**EXTRACTED RECORDS:**
// SPDX-License-Identifier: MIT
// Copyright 2025. Triad National Security, LLC.

//! The remote inventory contract and its implementations.
//!
//! `HttpInventory` talks to a running `stackd`. `MemoryInventory` is the store `stackd` serves,
//! and can be used in-process directly.

use std::fmt;

use serde::{Deserialize, Serialize};

use crate::{
    api::{DeleteRequest, Identity, Item, ListRequest, Scope, UpdateRequest},
    document::Document,
};

pub mod client;
pub mod memory;

pub use client::HttpInventory;
pub use memory::MemoryInventory;

/// The operations the controllers need from an inventory service.
pub trait Inventory {
    fn create(&self, identity: &Identity) -> Result<(), ServiceError>;

    fn update(&self, request: &UpdateRequest) -> Result<(), ServiceError>;

    /// Items are produced incrementally. The stream ends after the first error.
    fn list(&self, request: &ListRequest) -> Result<ListStream, ServiceError>;

    /// Deleting a glob that matches nothing succeeds.
    fn delete(&self, request: &DeleteRequest) -> Result<(), ServiceError>;

    fn read_schema(&self, scope: &Scope) -> Result<Document, ServiceError>;

    fn create_schema(&self, document: &Document) -> Result<(), ServiceError>;
}

impl<T: Inventory + ?Sized> Inventory for &T {
    fn create(&self, identity: &Identity) -> Result<(), ServiceError> {
        (**self).create(identity)
    }

    fn update(&self, request: &UpdateRequest) -> Result<(), ServiceError> {
        (**self).update(request)
    }

    fn list(&self, request: &ListRequest) -> Result<ListStream, ServiceError> {
        (**self).list(request)
    }

    fn delete(&self, request: &DeleteRequest) -> Result<(), ServiceError> {
        (**self).delete(request)
    }

    fn read_schema(&self, scope: &Scope) -> Result<Document, ServiceError> {
        (**self).read_schema(scope)
    }

    fn create_schema(&self, document: &Document) -> Result<(), ServiceError> {
        (**self).create_schema(document)
    }
}

#[derive(Serialize, Deserialize, Debug, Clone, Copy, PartialEq, Eq)]
#[serde(rename_all = "snake_case")]
pub enum Code {
    NotFound,
    AlreadyExists,
    InvalidArgument,
    FailedPrecondition,
    Unavailable,
    Internal,
}

impl fmt::Display for Code {
    fn fmt(&self, f: &mut fmt::Formatter<'_>) -> fmt::Result {
        write!(
            f,
            "{}",
            match self {
                Code::NotFound => "not found",
                Code::AlreadyExists => "already exists",
                Code::InvalidArgument => "invalid argument",
                Code::FailedPrecondition => "failed precondition",
                Code::Unavailable => "unavailable",
                Code::Internal => "internal error",
            }
        )
    }
}

/// An error reported by (or while reaching) the inventory service.
#[derive(Serialize, Deserialize, Debug, Clone, PartialEq, Eq, thiserror::Error)]
#[error("{code}: {message}")]
pub struct ServiceError {
    pub code: Code,
    pub message: String,
}

impl ServiceError {
    pub fn new(code: Code, message: impl Into<String>) -> Self {
        ServiceError {
            code,
            message: message.into(),
        }
    }

    pub fn not_found(message: impl Into<String>) -> Self {
        Self::new(Code::NotFound, message)
    }

    pub fn already_exists(message: impl Into<String>) -> Self {
        Self::new(Code::AlreadyExists, message)
    }

    pub fn invalid(message: impl Into<String>) -> Self {
        Self::new(Code::InvalidArgument, message)
    }

    pub fn precondition(message: impl Into<String>) -> Self {
        Self::new(Code::FailedPrecondition, message)
    }

    pub fn unavailable(message: impl Into<String>) -> Self {
        Self::new(Code::Unavailable, message)
    }
}

/// One line of a streamed list reply.
#[derive(Serialize, Deserialize, Debug, Clone, PartialEq)]
#[serde(rename_all = "snake_case")]
pub enum Frame {
    Item(Item),
    Error(ServiceError),
}

/// A lazily produced sequence of list results.
///
/// Once an error has been yielded the stream is finished; no further reads are attempted.
pub struct ListStream {
    inner: Box<dyn Iterator<Item = Result<Item, ServiceError>>>,
    done: bool,
}

impl ListStream {
    pub fn new(inner: impl Iterator<Item = Result<Item, ServiceError>> + 'static) -> Self {
        ListStream {
            inner: Box::new(inner),
            done: false,
        }
    }

    pub fn from_items(items: Vec<Item>) -> Self {
        Self::new(items.into_iter().map(Ok))
    }
}

impl Iterator for ListStream {
    type Item = Result<Item, ServiceError>;

    fn next(&mut self) -> Option<Self::Item> {
        if self.done {
            return None;
        }
        let next = self.inner.next();
        if !matches!(next, Some(Ok(_))) {
            self.done = true;
        }
        next
    }
}

impl fmt::Debug for ListStream {
    fn fmt(&self, f: &mut fmt::Formatter<'_>) -> fmt::Result {
        f.debug_struct("ListStream")
            .field("done", &self.done)
            .finish()
    }
}
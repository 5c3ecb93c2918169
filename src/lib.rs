// SPDX-License-Identifier: MIT
// Copyright 2025. Triad National Security, LLC.

pub mod api;
pub mod commands;
pub mod config;
pub mod controller;
pub mod daemon;
pub mod document;
pub mod error;
pub mod field;
pub mod inventory;
pub mod kind;
pub mod render;
pub mod request;
pub mod selector;
pub mod test_env;

/// Gets the inventory service URL used when `--server` is not given.
pub fn default_server() -> Option<String> {
    std::env::var("STACK_SERVER").ok()
}

pub const FALLBACK_SERVER: &str = "http://localhost:8080";

pub fn default_config_path() -> (String, bool) {
    match std::env::var("STACK_CONFIG") {
        Ok(conf) => (conf, true),
        Err(_) => ("/etc/stack/stack.conf".to_string(), false),
    }
}

pub fn default_listen() -> String {
    match std::env::var("STACKD_LISTEN") {
        Ok(addr) => addr,
        Err(_) => "0.0.0.0:8080".to_string(),
    }
}

/// The zone to use when `--zone` is omitted, if the environment provides one.
pub fn zone_from_env() -> Option<String> {
    std::env::var("STACK_ZONE").ok().filter(|z| !z.is_empty())
}
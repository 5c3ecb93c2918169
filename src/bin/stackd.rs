// SPDX-License-Identifier: MIT
// Copyright 2025. Triad National Security, LLC.

use clap::Parser;

use stack_lib::daemon::{self, Cli};

/// The stackd binary serves an in-memory inventory over HTTP.
fn main() {
    let args = Cli::parse();

    let mut builder =
        env_logger::Builder::from_env(env_logger::Env::default().filter_or("STACK_LOG", "warn"));
    if args.verbose {
        builder.filter_level(log::LevelFilter::Debug);
    }
    builder.init();

    if daemon::main(&args).is_err() {
        std::process::exit(1);
    }
}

**TASK GOAL:** Once the line with "pub mod inventory;" is located in the data above, repeat it and every later line through the end, exactly.

**ANSWER TO THIS TASK:**
pub mod inventory;
pub mod kind;
pub mod render;
pub mod request;
pub mod selector;
pub mod test_env;

/// Gets the inventory service URL used when `--server` is not given.
pub fn default_server() -> Option<String> {
    std::env::var("STACK_SERVER").ok()
}

pub const FALLBACK_SERVER: &str = "http://localhost:8080";

pub fn default_config_path() -> (String, bool) {
    match std::env::var("STACK_CONFIG") {
        Ok(conf) => (conf, true),
        Err(_) => ("/etc/stack/stack.conf".to_string(), false),
    }
}

pub fn default_listen() -> String {
    match std::env::var("STACKD_LISTEN") {
        Ok(addr) => addr,
        Err(_) => "0.0.0.0:8080".to_string(),
    }
}

/// The zone to use when `--zone` is omitted, if the environment provides one.
pub fn zone_from_env() -> Option<String> {
    std::env::var("STACK_ZONE").ok().filter(|z| !z.is_empty())
}
repository 5c3ecb93c2918169
filename src/bin/stackd.rs
// SPDX-License-Identifier: MIT
// Copyright 2025. Triad National Security, LLC.

use clap::Parser;

use stack_lib::daemon::{self, Cli};

/// The stackd binary serves an in-memory inventory over HTTP.
fn main() {
    let args = Cli::parse();

    let mut builder =
        env_logger::Builder::from_env(env_logger::Env::default().filter_or("STACK_LOG", "warn"));
    if args.verbose {
        builder.filter_level(log::LevelFilter::Debug);
    }
    builder.init();

    if daemon::main(&args).is_err() {
        std::process::exit(1);
    }
}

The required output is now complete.